▶ [MATERIAL FOR THIS TASK]:
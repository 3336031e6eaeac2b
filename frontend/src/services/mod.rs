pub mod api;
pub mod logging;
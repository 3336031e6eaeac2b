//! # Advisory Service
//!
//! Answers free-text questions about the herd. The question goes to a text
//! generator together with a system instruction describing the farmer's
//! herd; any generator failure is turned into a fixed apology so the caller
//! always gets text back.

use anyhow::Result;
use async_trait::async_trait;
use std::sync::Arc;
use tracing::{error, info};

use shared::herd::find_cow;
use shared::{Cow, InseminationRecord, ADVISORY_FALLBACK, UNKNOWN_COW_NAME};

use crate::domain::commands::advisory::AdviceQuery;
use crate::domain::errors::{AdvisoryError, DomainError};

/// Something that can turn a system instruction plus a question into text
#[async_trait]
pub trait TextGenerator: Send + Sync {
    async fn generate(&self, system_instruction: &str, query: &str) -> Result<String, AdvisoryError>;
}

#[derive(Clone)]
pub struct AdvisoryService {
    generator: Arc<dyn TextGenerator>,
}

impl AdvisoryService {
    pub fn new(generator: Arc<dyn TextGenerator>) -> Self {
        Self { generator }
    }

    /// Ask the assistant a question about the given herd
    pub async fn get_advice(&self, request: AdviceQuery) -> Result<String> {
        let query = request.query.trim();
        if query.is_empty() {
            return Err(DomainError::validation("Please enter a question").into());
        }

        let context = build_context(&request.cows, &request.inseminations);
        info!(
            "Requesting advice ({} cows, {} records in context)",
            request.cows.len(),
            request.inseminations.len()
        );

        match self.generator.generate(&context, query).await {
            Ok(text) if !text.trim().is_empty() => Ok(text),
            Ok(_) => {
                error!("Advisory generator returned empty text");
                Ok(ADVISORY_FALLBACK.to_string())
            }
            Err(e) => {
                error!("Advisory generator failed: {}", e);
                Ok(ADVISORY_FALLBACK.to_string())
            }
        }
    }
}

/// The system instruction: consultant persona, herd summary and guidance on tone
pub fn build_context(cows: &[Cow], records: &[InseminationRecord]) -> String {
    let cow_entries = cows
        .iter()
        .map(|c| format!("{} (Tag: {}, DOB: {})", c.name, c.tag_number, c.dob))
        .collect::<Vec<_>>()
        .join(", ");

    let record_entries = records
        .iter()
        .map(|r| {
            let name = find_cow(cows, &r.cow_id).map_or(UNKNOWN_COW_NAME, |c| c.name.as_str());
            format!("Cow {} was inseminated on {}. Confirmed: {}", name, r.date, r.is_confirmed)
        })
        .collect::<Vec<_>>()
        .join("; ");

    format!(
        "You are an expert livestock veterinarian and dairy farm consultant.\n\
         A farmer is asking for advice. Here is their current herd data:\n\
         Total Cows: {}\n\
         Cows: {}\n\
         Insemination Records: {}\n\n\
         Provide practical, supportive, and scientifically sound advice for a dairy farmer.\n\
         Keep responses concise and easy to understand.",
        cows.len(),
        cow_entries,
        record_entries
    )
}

* * *

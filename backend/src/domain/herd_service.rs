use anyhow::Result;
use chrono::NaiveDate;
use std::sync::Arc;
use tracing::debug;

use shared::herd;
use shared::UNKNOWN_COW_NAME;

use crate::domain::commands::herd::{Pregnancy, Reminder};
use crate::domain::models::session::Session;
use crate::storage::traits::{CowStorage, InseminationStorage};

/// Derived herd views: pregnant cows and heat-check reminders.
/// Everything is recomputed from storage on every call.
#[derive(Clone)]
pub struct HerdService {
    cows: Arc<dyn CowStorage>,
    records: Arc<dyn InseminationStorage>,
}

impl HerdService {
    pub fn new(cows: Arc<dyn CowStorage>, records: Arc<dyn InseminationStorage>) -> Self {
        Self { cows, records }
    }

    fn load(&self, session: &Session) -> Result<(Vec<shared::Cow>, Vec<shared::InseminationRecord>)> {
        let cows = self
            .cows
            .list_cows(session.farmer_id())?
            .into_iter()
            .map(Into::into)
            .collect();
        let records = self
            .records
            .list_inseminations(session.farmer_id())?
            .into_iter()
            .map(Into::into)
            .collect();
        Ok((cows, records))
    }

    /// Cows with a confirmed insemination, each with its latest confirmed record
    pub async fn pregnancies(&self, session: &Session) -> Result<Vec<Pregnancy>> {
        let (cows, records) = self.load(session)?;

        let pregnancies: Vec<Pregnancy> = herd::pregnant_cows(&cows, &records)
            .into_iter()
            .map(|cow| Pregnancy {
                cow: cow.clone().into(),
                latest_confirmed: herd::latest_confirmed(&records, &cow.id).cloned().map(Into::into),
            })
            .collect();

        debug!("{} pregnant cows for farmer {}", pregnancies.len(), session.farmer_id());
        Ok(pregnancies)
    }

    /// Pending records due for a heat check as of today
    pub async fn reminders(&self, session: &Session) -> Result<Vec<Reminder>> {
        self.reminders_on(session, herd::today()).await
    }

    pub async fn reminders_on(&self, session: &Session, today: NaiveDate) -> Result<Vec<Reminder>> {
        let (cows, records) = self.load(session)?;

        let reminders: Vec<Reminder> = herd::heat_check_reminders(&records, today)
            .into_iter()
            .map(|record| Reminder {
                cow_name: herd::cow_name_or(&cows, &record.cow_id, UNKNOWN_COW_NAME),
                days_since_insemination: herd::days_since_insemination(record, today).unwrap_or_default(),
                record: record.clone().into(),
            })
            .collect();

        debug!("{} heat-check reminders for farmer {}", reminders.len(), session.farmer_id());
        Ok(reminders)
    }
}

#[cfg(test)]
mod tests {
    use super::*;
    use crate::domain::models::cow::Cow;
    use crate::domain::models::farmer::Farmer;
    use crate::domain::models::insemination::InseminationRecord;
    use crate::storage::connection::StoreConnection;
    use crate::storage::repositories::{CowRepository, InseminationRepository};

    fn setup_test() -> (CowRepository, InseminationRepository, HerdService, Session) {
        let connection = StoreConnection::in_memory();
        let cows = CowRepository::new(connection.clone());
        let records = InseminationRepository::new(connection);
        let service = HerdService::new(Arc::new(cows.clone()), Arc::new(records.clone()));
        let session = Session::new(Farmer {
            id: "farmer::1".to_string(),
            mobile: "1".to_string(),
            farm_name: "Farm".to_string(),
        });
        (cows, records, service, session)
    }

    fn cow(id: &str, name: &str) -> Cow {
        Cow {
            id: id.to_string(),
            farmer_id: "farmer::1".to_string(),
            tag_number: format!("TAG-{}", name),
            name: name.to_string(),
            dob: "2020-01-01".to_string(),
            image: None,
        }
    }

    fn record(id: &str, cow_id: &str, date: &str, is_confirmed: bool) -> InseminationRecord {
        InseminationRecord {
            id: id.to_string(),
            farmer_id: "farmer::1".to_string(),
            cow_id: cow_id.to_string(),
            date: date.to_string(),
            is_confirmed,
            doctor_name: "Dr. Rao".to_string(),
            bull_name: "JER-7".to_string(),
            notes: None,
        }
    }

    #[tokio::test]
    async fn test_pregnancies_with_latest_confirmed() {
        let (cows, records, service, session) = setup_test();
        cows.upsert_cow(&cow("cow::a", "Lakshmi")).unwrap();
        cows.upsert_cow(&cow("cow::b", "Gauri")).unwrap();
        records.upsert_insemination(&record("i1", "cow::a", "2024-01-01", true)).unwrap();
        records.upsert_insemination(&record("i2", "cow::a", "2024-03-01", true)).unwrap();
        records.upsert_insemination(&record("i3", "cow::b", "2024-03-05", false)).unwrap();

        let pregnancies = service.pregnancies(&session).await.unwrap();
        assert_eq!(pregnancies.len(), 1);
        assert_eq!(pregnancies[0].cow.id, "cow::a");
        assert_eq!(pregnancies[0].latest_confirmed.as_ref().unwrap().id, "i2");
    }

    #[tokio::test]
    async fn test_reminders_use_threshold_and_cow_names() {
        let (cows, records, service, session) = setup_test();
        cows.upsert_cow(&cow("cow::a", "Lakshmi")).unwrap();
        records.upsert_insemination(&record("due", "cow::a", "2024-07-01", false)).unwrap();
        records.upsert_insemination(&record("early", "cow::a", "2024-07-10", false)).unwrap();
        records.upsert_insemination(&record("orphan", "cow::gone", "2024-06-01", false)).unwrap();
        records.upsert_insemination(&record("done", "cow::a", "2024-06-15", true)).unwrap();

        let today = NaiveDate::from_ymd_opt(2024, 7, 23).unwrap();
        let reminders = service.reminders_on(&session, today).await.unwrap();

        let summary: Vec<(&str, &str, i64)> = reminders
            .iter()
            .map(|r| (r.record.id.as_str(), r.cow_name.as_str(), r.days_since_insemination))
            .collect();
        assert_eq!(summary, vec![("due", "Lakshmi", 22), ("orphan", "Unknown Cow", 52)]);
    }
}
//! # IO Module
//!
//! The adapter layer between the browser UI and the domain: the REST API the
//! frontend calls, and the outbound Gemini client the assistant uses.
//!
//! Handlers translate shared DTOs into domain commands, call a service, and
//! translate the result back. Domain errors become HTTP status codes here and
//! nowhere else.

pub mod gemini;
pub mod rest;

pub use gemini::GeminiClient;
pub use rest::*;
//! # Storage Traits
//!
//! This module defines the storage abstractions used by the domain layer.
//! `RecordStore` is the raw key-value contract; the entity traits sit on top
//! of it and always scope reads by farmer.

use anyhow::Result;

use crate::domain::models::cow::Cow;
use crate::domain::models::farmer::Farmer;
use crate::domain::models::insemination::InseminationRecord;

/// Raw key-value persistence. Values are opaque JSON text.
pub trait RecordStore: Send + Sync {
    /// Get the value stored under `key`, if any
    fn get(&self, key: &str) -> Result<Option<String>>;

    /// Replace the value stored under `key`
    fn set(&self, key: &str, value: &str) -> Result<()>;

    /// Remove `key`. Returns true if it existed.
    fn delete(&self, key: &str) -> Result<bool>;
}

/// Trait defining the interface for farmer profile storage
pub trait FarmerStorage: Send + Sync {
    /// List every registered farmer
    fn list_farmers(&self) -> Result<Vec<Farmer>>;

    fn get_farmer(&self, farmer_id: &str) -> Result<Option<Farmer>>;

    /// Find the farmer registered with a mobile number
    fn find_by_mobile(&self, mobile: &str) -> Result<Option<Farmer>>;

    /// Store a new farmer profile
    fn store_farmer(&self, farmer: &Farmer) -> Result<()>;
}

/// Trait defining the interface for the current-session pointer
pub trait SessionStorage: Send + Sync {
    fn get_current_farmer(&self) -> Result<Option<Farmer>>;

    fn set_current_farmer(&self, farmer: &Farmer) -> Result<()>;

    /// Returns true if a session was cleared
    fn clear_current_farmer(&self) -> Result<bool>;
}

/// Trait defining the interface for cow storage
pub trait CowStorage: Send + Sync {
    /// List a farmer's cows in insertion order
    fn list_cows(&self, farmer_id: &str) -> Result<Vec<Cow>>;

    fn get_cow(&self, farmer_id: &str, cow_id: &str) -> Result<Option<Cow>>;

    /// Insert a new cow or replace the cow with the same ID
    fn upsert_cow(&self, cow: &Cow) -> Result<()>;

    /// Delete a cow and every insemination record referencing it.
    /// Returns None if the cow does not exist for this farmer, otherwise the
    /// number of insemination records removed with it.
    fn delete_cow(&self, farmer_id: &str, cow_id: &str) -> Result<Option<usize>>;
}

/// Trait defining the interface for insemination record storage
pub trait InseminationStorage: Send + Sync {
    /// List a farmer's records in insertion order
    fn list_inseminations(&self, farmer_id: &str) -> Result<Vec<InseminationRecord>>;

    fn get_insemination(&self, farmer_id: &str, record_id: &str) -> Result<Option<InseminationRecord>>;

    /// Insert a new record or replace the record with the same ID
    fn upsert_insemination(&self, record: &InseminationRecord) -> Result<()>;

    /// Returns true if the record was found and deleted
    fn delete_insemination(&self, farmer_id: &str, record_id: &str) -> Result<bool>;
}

▶ [ACTIVITY]:
Every line containing the word "Returns" must be copied from the material above.

▶ [SOLUTION TO THIS EXERCISE]:
    /// Remove `key`. Returns true if it existed.
    /// Returns true if a session was cleared
    /// Returns None if the cow does not exist for this farmer, otherwise the
    /// Returns true if the record was found and deleted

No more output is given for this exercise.